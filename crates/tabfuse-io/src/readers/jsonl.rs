//! Newline-delimited JSON objects, one row per line.
//!
//! Columns appear in first-seen order. Keys missing from a line are null.
//! Strings are kept as strings (blank ones become null) and never count as
//! numbers. JSON numbers are numeric unless their column is categorical, in
//! which case they keep their JSON text. Any other value is stored as its
//! JSON text.

use std::io::{BufRead, BufReader, Read};
use std::path::Path;

use serde_json::Value;
use tabfuse_core::types::Table;

use super::{table_from_rows, RawCell};
use crate::error::{Error, Result};

pub struct JsonlReader;

impl JsonlReader {
    pub fn read_path(path: &Path) -> Result<Table> {
        let file = std::fs::File::open(path)?;
        Self::read(file)
    }

    pub fn read<R: Read>(input: R) -> Result<Table> {
        let mut headers: Vec<String> = Vec::new();
        let mut rows: Vec<Vec<RawCell>> = Vec::new();

        for (lineno, line) in BufReader::new(input).lines().enumerate() {
            let line = line?;
            if line.trim().is_empty() {
                continue;
            }
            let obj = match serde_json::from_str::<Value>(&line)? {
                Value::Object(map) => map,
                other => {
                    return Err(Error::Malformed(format!(
                        "line {}: expected an object, found {}",
                        lineno + 1,
                        other
                    )))
                }
            };
            let mut row = vec![RawCell::Null; headers.len()];
            for (key, value) in obj {
                let ci = match headers.iter().position(|h| *h == key) {
                    Some(ci) => ci,
                    None => {
                        headers.push(key);
                        row.push(RawCell::Null);
                        headers.len() - 1
                    }
                };
                row[ci] = to_cell(value);
            }
            rows.push(row);
        }
        table_from_rows(headers, rows)
    }
}

fn to_cell(value: Value) -> RawCell {
    match value {
        Value::Null => RawCell::Null,
        Value::Number(n) => RawCell::Text(n.to_string()),
        Value::String(s) if s.trim().is_empty() => RawCell::Null,
        Value::String(s) => RawCell::Literal(s),
        other => RawCell::Literal(other.to_string()),
    }
}

#[cfg(test)]
mod tests {
    use super::*;
    use tabfuse_core::schema::ColumnKind;
    use tabfuse_core::types::Scalar;

    #[test]
    fn sparse_objects_fill_nulls() {
        let data = "{\"id\": 1, \"make\": \"bmw\"}\n\n{\"id\": 2, \"color\": \"red\"}\n";
        let table = JsonlReader::read(data.as_bytes()).unwrap();
        assert_eq!(table.num_rows(), 2);
        assert_eq!(table.column("id").unwrap().kind, ColumnKind::Numeric);
        assert_eq!(table.column("make").unwrap().values[1], Scalar::Null);
        assert_eq!(table.column("color").unwrap().values[0], Scalar::Null);
        assert_eq!(table.column("color").unwrap().values[1], Scalar::Str("red".into()));
    }

    #[test]
    fn numbers_in_categorical_columns_become_text() {
        let data = "{\"code\": 7, \"n\": 1}\n{\"code\": \"007\", \"n\": 2.5}\n";
        let table = JsonlReader::read(data.as_bytes()).unwrap();
        let code = table.column("code").unwrap();
        assert_eq!(code.kind, ColumnKind::Categorical);
        assert_eq!(code.values, vec![Scalar::Str("7".into()), Scalar::Str("007".into())]);
        assert_eq!(table.column("n").unwrap().values, vec![Scalar::Num(1.0), Scalar::Num(2.5)]);
    }

    #[test]
    fn non_object_lines_are_rejected() {
        assert!(JsonlReader::read("[1, 2]\n".as_bytes()).is_err());
    }
}
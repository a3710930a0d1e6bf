//! Delimited text (CSV, TSV) with a header row.

use std::io::Read;
use std::path::Path;

use ::csv::ReaderBuilder;
use tabfuse_core::types::Table;

use super::{table_from_rows, RawCell};
use crate::error::Result;

pub struct CsvReader {
    delimiter: u8,
}

impl CsvReader {
    pub fn comma() -> Self {
        Self { delimiter: b',' }
    }

    pub fn tab() -> Self {
        Self { delimiter: b'\t' }
    }

    pub fn read_path(&self, path: &Path) -> Result<Table> {
        let file = std::fs::File::open(path)?;
        self.read(file)
    }

    pub fn read<R: Read>(&self, input: R) -> Result<Table> {
        let mut rdr = ReaderBuilder::new()
            .delimiter(self.delimiter)
            .has_headers(true)
            .flexible(true)
            .from_reader(input);

        let headers: Vec<String> = rdr
            .headers()?
            .iter()
            .map(|h| h.trim().to_string())
            .collect();

        let mut rows = Vec::new();
        for rec in rdr.records() {
            let rec = rec?;
            rows.push(rec.iter().map(RawCell::from_text).collect());
        }
        table_from_rows(headers, rows)
    }
}

#[cfg(test)]
mod tests {
    use super::*;
    use tabfuse_core::schema::ColumnKind;
    use tabfuse_core::types::Scalar;

    #[test]
    fn reads_typed_columns() {
        let data = "id,make,price\n1,bmw,20000\n2,audi,\n";
        let table = CsvReader::comma().read(data.as_bytes()).unwrap();
        assert_eq!(table.column_names(), vec!["id", "make", "price"]);
        assert_eq!(table.column("id").unwrap().kind, ColumnKind::Numeric);
        assert_eq!(table.column("make").unwrap().kind, ColumnKind::Categorical);
        assert_eq!(table.column("price").unwrap().values[1], Scalar::Null);
    }

    #[test]
    fn mixed_column_is_categorical() {
        let data = "v\n1\nx\n";
        let table = CsvReader::comma().read(data.as_bytes()).unwrap();
        assert_eq!(table.column("v").unwrap().kind, ColumnKind::Categorical);
        assert_eq!(table.column("v").unwrap().values[0], Scalar::Str("1".into()));
    }

    #[test]
    fn categorical_cells_keep_source_text() {
        let data = "id,code
1,007
2,A12
3,1.50
";
        let table = CsvReader::comma().read(data.as_bytes()).unwrap();
        assert_eq!(table.column("id").unwrap().values[0], Scalar::Num(1.0));
        assert_eq!(
            table.column("code").unwrap().values,
            vec![
                Scalar::Str("007".into()),
                Scalar::Str("A12".into()),
                Scalar::Str("1.50".into()),
            ]
        );
    }

    #[test]
    fn tab_delimited_and_ragged_rows() {
        let data = "a\tb\n1\n2\t3\t4\n";
        let table = CsvReader::tab().read(data.as_bytes()).unwrap();
        assert_eq!(table.num_rows(), 2);
        assert_eq!(table.column("b").unwrap().values, vec![Scalar::Null, Scalar::Num(3.0)]);
    }

    #[test]
    fn duplicate_headers_are_rejected() {
        let data = "a,a\n1,2\n";
        assert!(CsvReader::comma().read(data.as_bytes()).is_err());
    }
}
//! JSONL file per task: `task-<id>.jsonl` under the results directory.
//!
//! Records are written to `task-<id>.jsonl.tmp`, synced, then renamed into
//! place, so readers only ever see complete files.

use std::fs::{self, File};
use std::io::{BufRead, BufReader};
use std::path::PathBuf;

use parking_lot::Mutex;
use tabfuse_core::id::TaskId;
use tabfuse_core::record::MergedRecord;

use super::{wanted, ResultStore};
use crate::error::{Error, Result};
use crate::writers::jsonl::JsonlWriter;

const PREFIX: &str = "task-";
const SUFFIX: &str = ".jsonl";

pub struct FsResultStore {
    dir: PathBuf,
    // serializes writers; readers go straight to the files
    write_lock: Mutex<()>,
}

impl FsResultStore {
    pub fn open(dir: impl Into<PathBuf>) -> Result<Self> {
        let dir = dir.into();
        fs::create_dir_all(&dir)?;
        Ok(Self {
            dir,
            write_lock: Mutex::new(()),
        })
    }

    fn path_for(&self, task_id: TaskId) -> PathBuf {
        self.dir.join(format!("{PREFIX}{task_id}{SUFFIX}"))
    }

    /// Persisted task ids, ascending.
    fn task_ids(&self) -> Result<Vec<TaskId>> {
        let mut ids = Vec::new();
        for entry in fs::read_dir(&self.dir)? {
            let entry = entry?;
            let name = entry.file_name();
            let Some(name) = name.to_str() else { continue };
            let Some(id) = name
                .strip_prefix(PREFIX)
                .and_then(|s| s.strip_suffix(SUFFIX))
                .and_then(|s| s.parse::<TaskId>().ok())
            else {
                continue;
            };
            ids.push(id);
        }
        ids.sort();
        Ok(ids)
    }

    fn read_task(&self, task_id: TaskId, columns: &[String], out: &mut Vec<MergedRecord>) -> Result<()> {
        let path = self.path_for(task_id);
        let file = match File::open(&path) {
            Ok(f) => f,
            Err(e) if e.kind() == std::io::ErrorKind::NotFound => return Ok(()),
            Err(e) => return Err(e.into()),
        };
        for (lineno, line) in BufReader::new(file).lines().enumerate() {
            let line = line?;
            if line.is_empty() {
                continue;
            }
            let rec: MergedRecord = serde_json::from_str(&line).map_err(|e| {
                Error::Store(format!("{}:{}: {}", path.display(), lineno + 1, e))
            })?;
            if wanted(columns, &rec) {
                out.push(rec);
            }
        }
        Ok(())
    }
}

impl ResultStore for FsResultStore {
    fn write_task(&self, task_id: TaskId, records: Vec<MergedRecord>) -> Result<()> {
        let _guard = self.write_lock.lock();
        let path = self.path_for(task_id);
        if path.exists() {
            return Err(Error::AlreadyPersisted(task_id));
        }
        let tmp = path.with_extension("jsonl.tmp");
        let mut w = JsonlWriter::to_path(&tmp)?;
        w.write_all(&records)?;
        let lines = w.lines();
        w.finish()?.sync_all()?;
        fs::rename(&tmp, &path)?;
        tracing::debug!(task_id = %task_id, records = lines, path = %path.display(), "records persisted");
        Ok(())
    }

    fn records(&self, columns: &[String], task: Option<TaskId>) -> Result<Vec<MergedRecord>> {
        let ids = match task {
            Some(id) => vec![id],
            None => self.task_ids()?,
        };
        let mut out = Vec::new();
        for id in ids {
            self.read_task(id, columns, &mut out)?;
        }
        Ok(out)
    }

    fn contains_task(&self, task_id: TaskId) -> Result<bool> {
        Ok(self.path_for(task_id).exists())
    }

    fn max_task_id(&self) -> Result<Option<TaskId>> {
        Ok(self.task_ids()?.last().copied())
    }
}
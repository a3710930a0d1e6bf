//! Strongly-typed identifiers.
//!
//! Downstream crates should *not* pass raw integers around for IDs.

use serde::{Deserialize, Serialize};
use std::fmt;
use std::str::FromStr;

macro_rules! new_id {
    ($name:ident) => {
        #[derive(
            Debug, Clone, Copy, PartialEq, Eq, Hash, Serialize, Deserialize, Ord, PartialOrd,
        )]
        #[serde(transparent)]
        pub struct $name(u64);

        impl $name {
            pub const fn new(v: u64) -> Self {
                Self(v)
            }
            pub const fn get(self) -> u64 {
                self.0
            }
        }

        impl fmt::Display for $name {
            fn fmt(&self, f: &mut fmt::Formatter<'_>) -> fmt::Result {
                write!(f, "{}", self.0)
            }
        }

        impl FromStr for $name {
            type Err = std::num::ParseIntError;

            fn from_str(s: &str) -> Result<Self, Self::Err> {
                s.trim().parse::<u64>().map(Self)
            }
        }
    };
}

new_id!(TaskId);
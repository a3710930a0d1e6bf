//! Streaming NDJSON writer: one serialized value per line.

use std::fs::File;
use std::io::{BufWriter, Write};
use std::path::Path;

use serde::Serialize;

use crate::error::Result;

pub struct JsonlWriter<W: Write> {
    writer: BufWriter<W>,
    lines: usize,
}

impl JsonlWriter<File> {
    pub fn to_path(path: &Path) -> Result<Self> {
        let f = File::create(path)?;
        Ok(Self::to_writer(f))
    }
}

impl<W: Write> JsonlWriter<W> {
    pub fn to_writer(writer: W) -> Self {
        Self {
            writer: BufWriter::new(writer),
            lines: 0,
        }
    }

    pub fn write<T: Serialize>(&mut self, value: &T) -> Result<()> {
        serde_json::to_writer(&mut self.writer, value)?;
        self.writer.write_all(b"\n")?;
        self.lines += 1;
        Ok(())
    }

    pub fn write_all<'a, T, I>(&mut self, values: I) -> Result<()>
    where
        T: Serialize + 'a,
        I: IntoIterator<Item = &'a T>,
    {
        for v in values {
            self.write(v)?;
        }
        Ok(())
    }

    pub fn lines(&self) -> usize {
        self.lines
    }

    /// Flush and hand back the inner writer.
    pub fn finish(self) -> Result<W> {
        self.writer
            .into_inner()
            .map_err(|e| crate::error::Error::Io(e.into_error()))
    }
}

#[cfg(test)]
mod tests {
    use super::*;
    use std::collections::BTreeMap;

    #[test]
    fn one_value_per_line() {
        let mut w = JsonlWriter::to_writer(Vec::new());
        let a: BTreeMap<&str, i32> = [("x", 1)].into_iter().collect();
        let b: BTreeMap<&str, i32> = [("x", 2)].into_iter().collect();
        w.write_all([&a, &b]).unwrap();
        assert_eq!(w.lines(), 2);
        let out = String::from_utf8(w.finish().unwrap()).unwrap();
        assert_eq!(out, "{\"x\":1}\n{\"x\":2}\n");
    }
}
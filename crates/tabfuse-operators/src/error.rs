use thiserror::Error;

#[derive(Debug, Error)]
pub enum OpError {
    #[error("no column is shared by all sources ({})", sources.join(", "))]
    EmptyJoinKey { sources: Vec<String> },

    #[error("nothing to merge: no input tables")]
    NoInputs,

    #[error("schema error: {0}")]
    Schema(String),
}

impl From<tabfuse_core::error::Error> for OpError {
    fn from(e: tabfuse_core::error::Error) -> Self {
        OpError::Schema(e.to_string())
    }
}
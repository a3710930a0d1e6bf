//! Normalized edit-distance similarity.
//!
//! `ratio(a, b) = 100 * 2 * lcs(a, b) / (len(a) + len(b))`, i.e. the
//! insert/delete (Indel) similarity scaled to 0..=100. Lengths count chars.
//! Two empty strings are identical (100).

/// Similarity of `a` and `b` in `[0, 100]`. Case-sensitive; callers
/// normalize case.
pub fn ratio(a: &str, b: &str) -> f64 {
    let a: Vec<char> = a.chars().collect();
    let b: Vec<char> = b.chars().collect();
    let total = a.len() + b.len();
    if total == 0 {
        return 100.0;
    }
    200.0 * lcs_len(&a, &b) as f64 / total as f64
}

/// Case-insensitive match of `value` against any of the (already lowercased)
/// `queries` at `threshold`.
pub fn matches_any(value: &str, queries: &[String], threshold: f64) -> bool {
    let value = value.to_lowercase();
    queries.iter().any(|q| ratio(&value, q) >= threshold)
}

// Two-row DP over the shorter string.
fn lcs_len(a: &[char], b: &[char]) -> usize {
    let (long, short) = if a.len() >= b.len() { (a, b) } else { (b, a) };
    if short.is_empty() {
        return 0;
    }
    let mut prev = vec![0usize; short.len() + 1];
    let mut cur = vec![0usize; short.len() + 1];
    for &lc in long {
        for (j, &sc) in short.iter().enumerate() {
            cur[j + 1] = if lc == sc {
                prev[j] + 1
            } else {
                cur[j].max(prev[j + 1])
            };
        }
        std::mem::swap(&mut prev, &mut cur);
    }
    prev[short.len()]
}

#[cfg(test)]
mod tests {
    use super::*;

    #[test]
    fn identical_strings_score_100() {
        assert_eq!(ratio("bmw", "bmw"), 100.0);
        assert_eq!(ratio("", ""), 100.0);
    }

    #[test]
    fn disjoint_strings_score_0() {
        assert_eq!(ratio("abc", "xyz"), 0.0);
        assert_eq!(ratio("abc", ""), 0.0);
    }

    #[test]
    fn known_ratios() {
        // lcs("audi", "audii") = 4 -> 200*4/9
        assert!((ratio("audi", "audii") - 88.888_888).abs() < 1e-3);
        // lcs("toyota", "toyta") = 5 -> 200*5/11
        assert!((ratio("toyota", "toyta") - 90.909_090).abs() < 1e-3);
        // lcs("ford", "fiat") = 1 -> 25
        assert_eq!(ratio("ford", "fiat"), 25.0);
    }

    #[test]
    fn ratio_is_symmetric() {
        assert_eq!(ratio("mercedes", "merc"), ratio("merc", "mercedes"));
    }

    #[test]
    fn matching_folds_value_case() {
        let queries = vec!["bmw".to_string()];
        assert!(matches_any("BMW", &queries, 80.0));
        assert!(!matches_any("Audi", &queries, 80.0));
        assert!(matches_any("Audi", &queries, 0.0));
    }

    #[test]
    fn multibyte_chars_count_once() {
        assert_eq!(ratio("café", "cafe"), 75.0);
    }
}
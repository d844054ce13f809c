//! Mathematical utilities: the basis-function catalog and dense linear algebra.

pub mod basis;
pub mod linalg;

pub use basis::*;
pub use linalg::*;
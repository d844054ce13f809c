//! File I/O around the fit core: spec-file loading and result export.
//!
//! The core itself has no file-format surface; everything serialized lives
//! here so the fit modules stay testable with in-memory inputs.

pub mod export;
pub mod spec;

pub use export::*;
pub use spec::*;
//! Crate-wide error type.
//!
//! Every fallible path funnels into [`AppError`], which carries a process exit
//! code alongside the message (the binary maps it straight to `ExitCode`).
//!
//! Exit-code conventions:
//! - 2: configuration problems (bad spec file, unknown names, invalid settings)
//! - 3: data problems (empty or malformed input series)
//! - 4: convergence failures (the minimizer could not produce a valid result)
//! - 5: consistency failures (post-fit invariants violated; these indicate a
//!   programming or configuration defect, never a data problem)

#[derive(Clone)]
pub struct AppError {
    exit_code: u8,
    message: String,
}

impl AppError {
    pub fn new(exit_code: u8, message: impl Into<String>) -> Self {
        Self {
            exit_code,
            message: message.into(),
        }
    }

    /// Configuration error (unknown names, invalid settings, bad spec file).
    pub fn config(message: impl Into<String>) -> Self {
        Self::new(2, message)
    }

    /// Data error (empty or malformed input series).
    pub fn data(message: impl Into<String>) -> Self {
        Self::new(3, message)
    }

    /// The minimizer failed to reach a valid state; the run is aborted, no
    /// partial result is returned.
    pub fn not_converged(message: impl Into<String>) -> Self {
        Self::new(4, format!("fit did not converge: {}", message.into()))
    }

    /// A post-fit invariant was violated.
    pub fn consistency(message: impl Into<String>) -> Self {
        Self::new(5, message)
    }

    /// Reference normalization requested without a reference curve.
    pub fn missing_reference() -> Self {
        Self::config("reference normalization is enabled but no reference curve was provided")
    }

    pub fn exit_code(&self) -> u8 {
        self.exit_code
    }
}

impl std::fmt::Display for AppError {
    fn fmt(&self, f: &mut std::fmt::Formatter<'_>) -> std::fmt::Result {
        write!(f, "{}", self.message)
    }
}

impl std::fmt::Debug for AppError {
    fn fmt(&self, f: &mut std::fmt::Formatter<'_>) -> std::fmt::Result {
        f.debug_struct("AppError")
            .field("exit_code", &self.exit_code)
            .field("message", &self.message)
            .finish()
    }
}

impl std::error::Error for AppError {}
☆ ☆ ☆
Take every line above where "else" appears and copy it.

            let Some(name) = name.to_str() else { continue };
            else {
    let (long, short) = if a.len() >= b.len() { (a, b) } else { (b, a) };
            } else {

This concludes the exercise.